## The data
//! Slab-method ray intersection against oriented surface bounds.

use bevy::prelude::*;

/// Intersect a world-space ray with an oriented box described by a transform
/// and half extents. Returns the nearest non-negative hit distance.
pub fn ray_surface_hit(
    origin: Vec3,
    direction: Vec3,
    transform: &GlobalTransform,
    half_extents: Vec3,
) -> Option<f32> {
    let inverse = transform.compute_matrix().inverse();
    let local_origin = inverse.transform_point3(origin);
    let local_direction = inverse.transform_vector3(direction);
    ray_aabb_hit(local_origin, local_direction, -half_extents, half_extents)
}

/// Axis-aligned slab test. `Some(t)` is the entry distance, or the exit
/// distance when the origin is inside the box.
pub fn ray_aabb_hit(origin: Vec3, direction: Vec3, min: Vec3, max: Vec3) -> Option<f32> {
    let mut t_near = f32::NEG_INFINITY;
    let mut t_far = f32::INFINITY;

    for axis in 0..3 {
        let o = origin[axis];
        let d = direction[axis];
        if d.abs() < f32::EPSILON {
            // Parallel to the slab: miss unless already between the planes.
            if o < min[axis] || o > max[axis] {
                return None;
            }
            continue;
        }
        let inv = 1.0 / d;
        let (t0, t1) = ((min[axis] - o) * inv, (max[axis] - o) * inv);
        let (t0, t1) = if t0 <= t1 { (t0, t1) } else { (t1, t0) };
        t_near = t_near.max(t0);
        t_far = t_far.min(t1);
        if t_near > t_far {
            return None;
        }
    }

    if t_far < 0.0 {
        return None;
    }
    Some(if t_near >= 0.0 { t_near } else { t_far })
}

#[cfg(test)]
mod tests {
    use super::*;

    #[test]
    fn hits_a_box_straight_on() {
        let t = ray_aabb_hit(
            Vec3::new(0.0, 0.0, 5.0),
            Vec3::new(0.0, 0.0, -1.0),
            Vec3::splat(-1.0),
            Vec3::splat(1.0),
        );
        assert_eq!(t, Some(4.0));
    }

    #[test]
    fn misses_a_box_off_axis() {
        let t = ray_aabb_hit(
            Vec3::new(5.0, 0.0, 5.0),
            Vec3::new(0.0, 0.0, -1.0),
            Vec3::splat(-1.0),
            Vec3::splat(1.0),
        );
        assert_eq!(t, None);
    }

    #[test]
    fn origin_inside_returns_exit_distance() {
        let t = ray_aabb_hit(
            Vec3::ZERO,
            Vec3::new(0.0, 0.0, -1.0),
            Vec3::splat(-1.0),
            Vec3::splat(1.0),
        );
        assert_eq!(t, Some(1.0));
    }

    #[test]
    fn box_fully_behind_the_ray_misses() {
        let t = ray_aabb_hit(
            Vec3::new(0.0, 0.0, -5.0),
            Vec3::new(0.0, 0.0, -1.0),
            Vec3::splat(-1.0),
            Vec3::splat(1.0),
        );
        assert_eq!(t, None);
    }

    #[test]
    fn parallel_ray_between_slabs_still_hits() {
        let t = ray_aabb_hit(
            Vec3::new(0.5, 0.0, 5.0),
            Vec3::new(0.0, 0.0, -1.0),
            Vec3::splat(-1.0),
            Vec3::splat(1.0),
        );
        assert_eq!(t, Some(4.0));
    }

    #[test]
    fn rotated_surface_is_hit_through_its_transform() {
        // Quarter turn about Y: the box's local Z thickness now faces +X.
        let transform = GlobalTransform::from(
            Transform::from_translation(Vec3::new(3.0, 0.0, 0.0))
                .with_rotation(Quat::from_rotation_y(std::f32::consts::FRAC_PI_2)),
        );
        let t = ray_surface_hit(
            Vec3::ZERO,
            Vec3::X,
            &transform,
            Vec3::new(1.0, 1.0, 0.1),
        );
        assert!(t.is_some());
        assert!((t.unwrap() - 2.9).abs() < 1e-3);
    }
}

## Exercise details
Every line from the start of the material above through the line that contains "if d.abs() <" must be written out exactly, with both ends included.

## Answer to this task
//! Slab-method ray intersection against oriented surface bounds.

use bevy::prelude::*;

/// Intersect a world-space ray with an oriented box described by a transform
/// and half extents. Returns the nearest non-negative hit distance.
pub fn ray_surface_hit(
    origin: Vec3,
    direction: Vec3,
    transform: &GlobalTransform,
    half_extents: Vec3,
) -> Option<f32> {
    let inverse = transform.compute_matrix().inverse();
    let local_origin = inverse.transform_point3(origin);
    let local_direction = inverse.transform_vector3(direction);
    ray_aabb_hit(local_origin, local_direction, -half_extents, half_extents)
}

/// Axis-aligned slab test. `Some(t)` is the entry distance, or the exit
/// distance when the origin is inside the box.
pub fn ray_aabb_hit(origin: Vec3, direction: Vec3, min: Vec3, max: Vec3) -> Option<f32> {
    let mut t_near = f32::NEG_INFINITY;
    let mut t_far = f32::INFINITY;

    for axis in 0..3 {
        let o = origin[axis];
        let d = direction[axis];
        if d.abs() < f32::EPSILON {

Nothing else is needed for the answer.